So I’ve had this private thought — not frequently, but it’s there — that maybe I’m not as sharp as I see myself. Again, when you get on this streak of flipping coins and it comes up tails enough times in a row when you are expecting it to be heads, it throws a dent in the old confidence meter.

When the Chiefs whooped up on the Bills, it kind of restored that feeling that perhaps everything is right where it needs to be. And it’s not every day I can say that. I went into the year with one thing on my mind when it came to football — that Kansas City was the team to beat — and even during the year when they weren’t covering games I defaulted to the scoreboard. But they are winning, aren’t they?

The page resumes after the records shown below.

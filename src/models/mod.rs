pub mod folder_entry;
pub mod icon_file;
pub mod view_state;

pub use folder_entry::*;
pub use icon_file::*;
pub use view_state::*;
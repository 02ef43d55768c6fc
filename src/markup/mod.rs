//! Client-facing icon transforms.
//!
//! This module provides:
//! - `clipboard` - Export markup for the clipboard, raw or restyled
//! - `color` - CSS color parsing and contrast theme selection
//! - `search` - Icon name filtering

pub mod clipboard;
pub mod color;
pub mod search;
//! Viewer settings driven by the grid controls.
//!
//! Every control event maps to a pure update returning a new `ViewState`.
//! Rejected input yields an unchanged copy of the current state.

use std::ops::RangeInclusive;

use thiserror::Error;

use crate::markup::clipboard::{ExportMode, DEFAULT_DIMENSION};
use crate::markup::color::{self, Theme, FALLBACK_HEX};
use crate::markup::search;

/// Range covered by the size slider.
pub const SLIDER_RANGE: RangeInclusive<u32> = 16..=200;

#[derive(Debug, Error, PartialEq, Eq)]
#[error("Not a recognized color: {0:?}")]
pub struct InvalidColor(pub String);

#[derive(Debug, Clone, PartialEq, Eq)]
pub struct ViewState {
    /// Icon color as entered, any accepted CSS syntax.
    pub color: String,
    /// Icon size in pixels.
    pub size: u32,
    pub search: String,
    /// Whether exports restyle the markup.
    pub apply_settings: bool,
}

impl Default for ViewState {
    fn default() -> Self {
        Self {
            color: FALLBACK_HEX.to_string(),
            size: DEFAULT_DIMENSION,
            search: String::new(),
            apply_settings: true,
        }
    }
}

impl ViewState {
    pub fn with_search(&self, query: &str) -> Self {
        Self {
            search: query.to_string(),
            ..self.clone()
        }
    }

    /// Free-form size input. Non-numeric or non-positive input is ignored.
    pub fn with_size_text(&self, text: &str) -> Self {
        match parse_size(text) {
            Some(size) => Self {
                size,
                ..self.clone()
            },
            None => self.clone(),
        }
    }

    /// Free-form color input; the caller keeps the current state on error.
    pub fn with_color_text(&self, text: &str) -> Result<Self, InvalidColor> {
        let text = text.trim();
        if !color::is_valid_color(text) {
            return Err(InvalidColor(text.to_string()));
        }
        Ok(Self {
            color: text.to_string(),
            ..self.clone()
        })
    }

    pub fn with_apply_settings(&self, enabled: bool) -> Self {
        Self {
            apply_settings: enabled,
            ..self.clone()
        }
    }

    /// Value mirrored into the slider, clamped to its bounds.
    pub fn slider_value(&self) -> u32 {
        self.size.clamp(*SLIDER_RANGE.start(), *SLIDER_RANGE.end())
    }

    /// Value mirrored into the color picker.
    pub fn picker_value(&self) -> String {
        color::picker_value(&self.color)
    }

    pub fn theme(&self) -> Theme {
        Theme::for_color(&self.color)
    }

    pub fn is_visible(&self, name: &str) -> bool {
        search::matches(&self.search, name)
    }

    pub fn export_mode(&self) -> ExportMode {
        ExportMode::new(self.apply_settings, self.size)
    }
}

/// Parses a positive pixel size, accepting a leading integer like `"24px"`.
pub fn parse_size(text: &str) -> Option<u32> {
    let text = text.trim();
    let digits_end = text
        .char_indices()
        .find(|(_, c)| !c.is_ascii_digit())
        .map(|(i, _)| i)
        .unwrap_or(text.len());
    text[..digits_end].parse::<u32>().ok().filter(|&v| v > 0)
}

#[cfg(test)]
mod tests {
    use super::*;

    #[test]
    fn test_defaults() {
        let state = ViewState::default();
        assert_eq!(state.color, "#000000");
        assert_eq!(state.size, 20);
        assert!(state.search.is_empty());
        assert!(state.apply_settings);
        assert_eq!(state.export_mode(), ExportMode::Styled { size: 20 });
    }

    #[test]
    fn test_size_text_rejects_invalid() {
        let state = ViewState::default().with_size_text("48");
        assert_eq!(state.size, 48);
        assert_eq!(state.with_size_text("abc").size, 48);
        assert_eq!(state.with_size_text("0").size, 48);
        assert_eq!(state.with_size_text("-5").size, 48);
        assert_eq!(state.with_size_text("").size, 48);
        assert_eq!(state.with_size_text("64px").size, 64);
    }

    #[test]
    fn test_size_text_beyond_slider() {
        let state = ViewState::default().with_size_text("512");
        assert_eq!(state.size, 512);
        assert_eq!(state.slider_value(), 200);
    }

    #[test]
    fn test_slider_value_clamps() {
        let state = ViewState::default();
        assert_eq!(state.with_size_text("4").slider_value(), 16);
        assert_eq!(state.with_size_text("32").slider_value(), 32);
        assert_eq!(state.with_size_text("300").slider_value(), 200);
    }

    #[test]
    fn test_hex_color_round_trip() {
        let state = ViewState::default().with_color_text("#3366cc").unwrap();
        assert_eq!(state.color, "#3366cc");
        assert_eq!(state.picker_value(), "#3366cc");
    }

    #[test]
    fn test_color_text_named_and_rgb() {
        let state = ViewState::default().with_color_text("tomato").unwrap();
        assert_eq!(state.color, "tomato");
        assert_eq!(state.picker_value(), "#000000");

        let state = state.with_color_text(" rgb(255, 255, 255) ").unwrap();
        assert_eq!(state.color, "rgb(255, 255, 255)");
        assert_eq!(state.picker_value(), "#000000");
        assert_eq!(state.theme(), Theme::Dark);
    }

    #[test]
    fn test_color_text_hex_syncs_picker() {
        let state = ViewState::default().with_color_text("#FFF").unwrap();
        assert_eq!(state.picker_value(), "#ffffff");
    }

    #[test]
    fn test_color_text_accepts_wide_gamut() {
        let state = ViewState::default().with_color_text("oklch(70% 0.1 200)").unwrap();
        assert_eq!(state.color, "oklch(70% 0.1 200)");
        assert_eq!(state.picker_value(), "#000000");
        assert_eq!(state.theme(), Theme::Light);

        let state = state.with_color_text("currentColor").unwrap();
        assert_eq!(state.color, "currentColor");

        let state = state.with_color_text("hwb(0 100% 0%)").unwrap();
        assert_eq!(state.theme(), Theme::Dark);
    }

    #[test]
    fn test_color_text_rejects_non_finite() {
        let state = ViewState::default();
        assert!(state.with_color_text("rgb(nan, 0, 0)").is_err());
        assert!(state.with_color_text("hsl(inf, 50%, 50%)").is_err());
    }

    #[test]
    fn test_color_text_invalid_keeps_state() {
        let state = ViewState::default().with_color_text("teal").unwrap();
        let err = state.with_color_text("not-a-color").unwrap_err();
        assert_eq!(err, InvalidColor("not-a-color".to_string()));
        assert_eq!(state.color, "teal");
    }

    #[test]
    fn test_search_visibility() {
        let state = ViewState::default().with_search("Arr");
        assert!(state.is_visible("arrow"));
        assert!(!state.is_visible("star"));
        assert!(ViewState::default().is_visible("anything"));
    }

    #[test]
    fn test_apply_settings_toggle() {
        let state = ViewState::default()
            .with_size_text("32")
            .with_apply_settings(false);
        assert_eq!(state.export_mode(), ExportMode::Raw);
        assert_eq!(
            state.with_apply_settings(true).export_mode(),
            ExportMode::Styled { size: 32 }
        );
    }

    #[test]
    fn test_parse_size() {
        assert_eq!(parse_size("20"), Some(20));
        assert_eq!(parse_size(" 7 "), Some(7));
        assert_eq!(parse_size("12.5"), Some(12));
        assert_eq!(parse_size("0"), None);
        assert_eq!(parse_size("x1"), None);
    }
}
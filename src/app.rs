use std::net::SocketAddr;
use std::path::Path;
use std::sync::Arc;

use anyhow::{Context, Result};
use axum::{routing::get, Router};
use tower_http::trace::TraceLayer;
use tracing::info;

use crate::config::ViewerConfig;
use crate::markup::clipboard::{self, ExportMode};
use crate::models::FolderSummary;
use crate::scanner::{icon_loader, FolderScanner};
use crate::ui::handlers;

/// Shared application state.
#[derive(Clone)]
pub struct AppState {
    pub config: Arc<ViewerConfig>,
    pub scanner: FolderScanner,
}

impl AppState {
    pub fn new(config: ViewerConfig) -> Self {
        let scanner = FolderScanner::with_config(config.scan.clone());
        Self {
            config: Arc::new(config),
            scanner,
        }
    }
}

pub fn create_router(state: AppState) -> Router {
    Router::new()
        .route("/", get(handlers::index))
        .route("/api/folders", get(handlers::folders))
        .route("/api/export", get(handlers::export))
        .route("/health", get(|| async { "OK" }))
        .layer(TraceLayer::new_for_http())
        .with_state(state)
}

pub struct IconDexApp {
    state: AppState,
}

impl IconDexApp {
    pub fn new(config: ViewerConfig) -> Self {
        Self {
            state: AppState::new(config),
        }
    }

    pub fn router(&self) -> Router {
        create_router(self.state.clone())
    }

    /// Serves the viewer until the process is stopped.
    pub async fn serve(&self, bind: SocketAddr) -> Result<()> {
        let listener = tokio::net::TcpListener::bind(bind)
            .await
            .with_context(|| format!("Failed to bind {}", bind))?;
        info!(
            "Serving icons from {:?} on http://{}",
            self.state.config.root, bind
        );

        axum::serve(listener, self.router())
            .await
            .context("Server error")
    }

    /// Folders discovered under the configured root.
    pub async fn list(&self) -> Result<Vec<FolderSummary>> {
        let index = self
            .state
            .scanner
            .scan_async(self.state.config.root.clone())
            .await?;
        Ok(index.summaries())
    }

    /// Clipboard markup for one icon, read directly from disk.
    pub fn export(&self, file: &Path, mode: ExportMode) -> Result<String> {
        let path = icon_loader::resolve_icon_path(&self.state.config.root, file);
        let icon = crate::models::IconFile::load(&path)?;
        Ok(clipboard::export(&icon.markup, mode))
    }
}
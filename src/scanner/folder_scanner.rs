//! Folder discovery for icon directories.
//!
//! This module provides the `FolderScanner` struct which handles:
//! - Recursive directory walking using walkdir, in post-order
//! - Icon detection by file extension
//! - Grouping icons under the folder that directly contains them
//! - Skipping unreadable entries and symlink cycles without failing the scan

use std::collections::HashMap;
use std::path::{Path, PathBuf};

use anyhow::{Context, Result};
use tokio::task;
use tracing::{debug, info, trace, warn};
use walkdir::WalkDir;

use crate::models::{FolderEntry, FolderIndex, IconFormat};

/// Configuration for the folder scanner.
#[derive(Debug, Clone)]
pub struct ScanConfig {
    /// Icon file format to look for.
    pub format: IconFormat,
    /// Maximum directory depth (0 = unlimited).
    pub max_depth: usize,
    /// Whether to follow symbolic links.
    pub follow_symlinks: bool,
}

impl Default for ScanConfig {
    fn default() -> Self {
        Self {
            format: IconFormat::default(),
            max_depth: 0, // unlimited
            follow_symlinks: false,
        }
    }
}

/// What is known about a directory while its contents are being walked.
#[derive(Debug, Default)]
struct DirSummary {
    qualifies: bool,
    icons: Vec<PathBuf>,
}

/// Scanner that finds every folder holding icons, directly or below it.
#[derive(Debug, Clone, Default)]
pub struct FolderScanner {
    config: ScanConfig,
}

impl FolderScanner {
    /// Creates a new folder scanner with custom configuration.
    pub fn with_config(config: ScanConfig) -> Self {
        Self { config }
    }

    /// Scans `root` on the blocking pool.
    pub async fn scan_async(&self, root: PathBuf) -> Result<FolderIndex> {
        let scanner = self.clone();
        task::spawn_blocking(move || scanner.scan(&root))
            .await
            .context("Scan task panicked")
    }

    /// Scans `root` and returns the qualifying folders.
    ///
    /// Siblings are visited in file-name order and each directory is emitted
    /// after its contents, so descendants precede their ancestors. A missing
    /// root yields an empty index.
    pub fn scan(&self, root: &Path) -> FolderIndex {
        info!(
            "Starting scan of {:?} for .{} files",
            root,
            self.config.format.extension()
        );

        if !root.is_dir() {
            warn!("Scan root is not a directory: {:?}", root);
            return FolderIndex::new(root.to_path_buf(), Vec::new());
        }

        let mut walker = WalkDir::new(root)
            .follow_links(self.config.follow_symlinks)
            .contents_first(true)
            .sort_by_file_name();

        if self.config.max_depth > 0 {
            walker = walker.max_depth(self.config.max_depth);
        }

        let mut pending: HashMap<PathBuf, DirSummary> = HashMap::new();
        let mut folders = Vec::new();
        let mut icon_count = 0;

        for entry in walker {
            let entry = match entry {
                Ok(entry) => entry,
                Err(e) => {
                    // Unreadable directories and symlink loops count as empty.
                    debug!("Skipping entry: {}", e);
                    continue;
                }
            };
            let path = entry.path();

            if entry.file_type().is_dir() {
                let summary = pending.remove(path).unwrap_or_default();
                if !summary.qualifies {
                    trace!("No icons under {:?}", path);
                    continue;
                }

                if entry.depth() > 0 {
                    if let Some(parent) = path.parent() {
                        pending.entry(parent.to_path_buf()).or_default().qualifies = true;
                    }
                }
                folders.push(FolderEntry {
                    path: path.to_path_buf(),
                    icons: summary.icons,
                });
                continue;
            }

            // Unfollowed links to directories are neither folders nor icons.
            if entry.path_is_symlink() && path.is_dir() {
                continue;
            }

            if !self.config.format.matches(path) {
                continue;
            }

            if let Some(parent) = path.parent() {
                let summary = pending.entry(parent.to_path_buf()).or_default();
                summary.qualifies = true;
                summary.icons.push(path.to_path_buf());
                icon_count += 1;
            }
        }

        info!(
            "Scan complete: {} folders, {} icons",
            folders.len(),
            icon_count
        );

        FolderIndex::new(root.to_path_buf(), folders)
    }
}
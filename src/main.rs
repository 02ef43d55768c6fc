mod app;
mod config;
mod error;
mod markup;
mod models;
mod scanner;
mod ui;

use anyhow::Result;
use clap::Parser;

use app::IconDexApp;
use config::{Cli, Command};
use markup::clipboard::ExportMode;

#[tokio::main]
async fn main() -> Result<()> {
    tracing_subscriber::fmt()
        .with_env_filter(
            tracing_subscriber::EnvFilter::from_default_env()
                .add_directive("icondex=info".parse()?),
        )
        .with_writer(std::io::stderr)
        .init();

    let cli = Cli::parse();
    let config = cli.scan.resolve()?;
    let app = IconDexApp::new(config);

    let command = match cli.command {
        Some(command) => command,
        None => Command::default_serve()?,
    };

    match command {
        Command::Serve(args) => app.serve(args.bind).await?,
        Command::List => {
            for folder in app.list().await? {
                println!("{}\t{}\t{}", folder.label, folder.icon_count, folder.path);
            }
        }
        Command::Export { file, size, raw } => {
            let mode = ExportMode::new(!raw, size);
            println!("{}", app.export(&file, mode)?);
        }
    }

    Ok(())
}
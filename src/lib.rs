//! # Static Server
//! src/lib.rs
//!
//! Servidor HTTP mínimo de archivos estáticos. Atiende un request por
//! conexión, solo `GET`, con páginas de error propias para 400, 404 y 501,
//! compresión gzip opcional y un access log de una línea por request.
//!
//! ## Módulos
//!
//! - `config`: `server.properties` + línea de comandos
//! - `http`: parsing de requests, armado de respuestas, MIME y fechas
//! - `files`: resolución de paths y elección del archivo a servir
//! - `access_log`: líneas del access log
//! - `server`: socket, threads y manejo de cada conexión
//!
//! ## Ejemplo de uso
//!
//! ```no_run
//! use static_server::config::ServerConfig;
//! use static_server::server::Server;
//!
//! let server = Server::bind(ServerConfig::default()).unwrap();
//! server.run().unwrap();
//! ```

pub mod access_log;
pub mod config;
pub mod files;
pub mod http;
pub mod server;
//! # Static Server - Entry Point
//! src/main.rs
//!
//! Carga la configuración, abre el socket y atiende conexiones hasta que
//! el proceso termine.

use clap::Parser;
use static_server::config::{Cli, ServerConfig};
use static_server::server::Server;

fn main() {
    env_logger::Builder::from_env(env_logger::Env::default().default_filter_or("info")).init();

    let cli = Cli::parse();

    let config = match ServerConfig::load(&cli) {
        Ok(config) => config,
        Err(e) => {
            log::error!("invalid configuration: {}", e);
            std::process::exit(1);
        }
    };
    config.print_summary();

    let server = match Server::bind(config) {
        Ok(server) => server,
        Err(e) => {
            log::error!("{}", e);
            std::process::exit(1);
        }
    };

    if let Err(e) = server.run() {
        log::error!("server stopped: {}", e);
        std::process::exit(1);
    }
}
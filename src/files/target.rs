//! # Selección del archivo a servir
//! src/files/target.rs
//!
//! Decide el status y el archivo que se envía para un request. Tabla de
//! decisión, evaluada en orden:
//!
//! ```text
//! path con traversal            -> 400, error_root/400.html
//! método distinto de GET        -> 501, error_root/501.html
//! archivo inexistente           -> 404, error_root/404.html
//! directorio                    -> se reintenta con <dir>/index.html
//! archivo regular               -> 200, el archivo
//! ```
//!
//! El archivo elegido siempre existe: si la página de error tampoco existe
//! se devuelve [`TargetError::ErrorPageMissing`] y la conexión se aborta.

use super::path::{PathError, PathResolver, INDEX_HTML};
use crate::http::{ContentEncoding, Method, MimeMap, Request, Response, StatusCode};
use std::fs;
use std::io;
use std::path::PathBuf;

/// Archivo elegido para responder un request
#[derive(Debug, Clone, PartialEq, Eq)]
pub struct ResolvedTarget {
    /// Status de la respuesta
    pub status: StatusCode,

    /// Path absoluto de un archivo regular que existe
    pub file_path: PathBuf,

    /// MIME type según la extensión del archivo final
    pub mime_type: String,
}

/// Errores al elegir el archivo
#[derive(Debug, thiserror::Error)]
pub enum TargetError {
    /// La página de error configurada no existe o no es un archivo
    #[error("error page {} is missing", path.display())]
    ErrorPageMissing { path: PathBuf },
}

impl ResolvedTarget {
    /// Lee el archivo y arma la respuesta completa
    ///
    /// El archivo se lee entero; con gzip se comprime antes de calcular
    /// `Content-Length`.
    pub fn build_response(
        &self,
        version: &str,
        server: &str,
        date: &str,
        encoding: ContentEncoding,
    ) -> io::Result<Response> {
        let data = fs::read(&self.file_path)?;
        Response::static_file(
            version,
            self.status,
            server,
            date,
            &self.mime_type,
            data,
            encoding,
        )
    }
}

/// Document root + páginas de error + tabla MIME
#[derive(Debug, Clone)]
pub struct StaticFiles {
    documents: PathResolver,
    error_root: PathBuf,
    mime: MimeMap,
}

impl StaticFiles {
    pub fn new(document_root: impl Into<PathBuf>, error_root: impl Into<PathBuf>, mime: MimeMap) -> Self {
        Self {
            documents: PathResolver::new(document_root),
            error_root: error_root.into(),
            mime,
        }
    }

    /// Aplica la tabla de decisión a un request
    pub fn select(&self, request: &Request) -> Result<ResolvedTarget, TargetError> {
        let candidate = match self.candidate(request.path()) {
            Ok(path) => path,
            Err(e) => {
                log::debug!("{}", e);
                return self.error_target(StatusCode::BadRequest);
            }
        };

        if request.method() != &Method::GET {
            return self.error_target(StatusCode::NotImplemented);
        }

        if candidate.is_file() {
            Ok(self.target(StatusCode::Ok, candidate))
        } else {
            self.error_target(StatusCode::NotFound)
        }
    }

    /// Target para una página de error
    ///
    /// También se usa cuando el request ni siquiera se pudo parsear.
    pub fn error_target(&self, status: StatusCode) -> Result<ResolvedTarget, TargetError> {
        let path = match status.error_page() {
            Some(page) => self.error_root.join(page),
            None => self.error_root.clone(),
        };

        if path.is_file() {
            Ok(self.target(status, path))
        } else {
            Err(TargetError::ErrorPageMissing { path })
        }
    }

    /// Archivo que se serviría para el path, con fallback a `index.html`
    ///
    /// El index de un directorio pasa por el mismo control de contención que
    /// el path pedido: un `index.html` que apunta fuera del root es traversal.
    fn candidate(&self, raw_path: &str) -> Result<PathBuf, PathError> {
        let resolved = self.documents.resolve(raw_path)?;
        if resolved.is_dir() {
            self.documents.contain(&resolved.join(INDEX_HTML))
        } else {
            Ok(resolved)
        }
    }

    fn target(&self, status: StatusCode, file_path: PathBuf) -> ResolvedTarget {
        let mime_type = self.mime.lookup(&file_path).to_string();
        ResolvedTarget {
            status,
            file_path,
            mime_type,
        }
    }
}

In the meantime all sorts of public figures did their best to convince me I was crazy. That the Chiefs weren’t the championship team they were a year ago. That all manner of teams, from the Ravens to the Steelers to the Bills, were going to knock them off their pedestal. Week after week, with the Chiefs continually winning while not being impressive enough, these voices chipped away and started giving me doubts. My confidence in Kansas City’s ability to turn it on never wavered, but at a certain point I wondered if I was, in fact, the crazy one.

No one wants to be last to the party, not when you invest so much time into consuming the sport and especially when the team in question is your team. I know I have blind spots in wagering on the NFL and making my picks on here every week, yet when it comes to the Kansas City Chiefs I want to be the guy who sees it before it becomes common. They aren’t going to win the Super Bowl every year, but I’d like to think the next time the wheels fall off I will have said so before the rest of the world realizes it.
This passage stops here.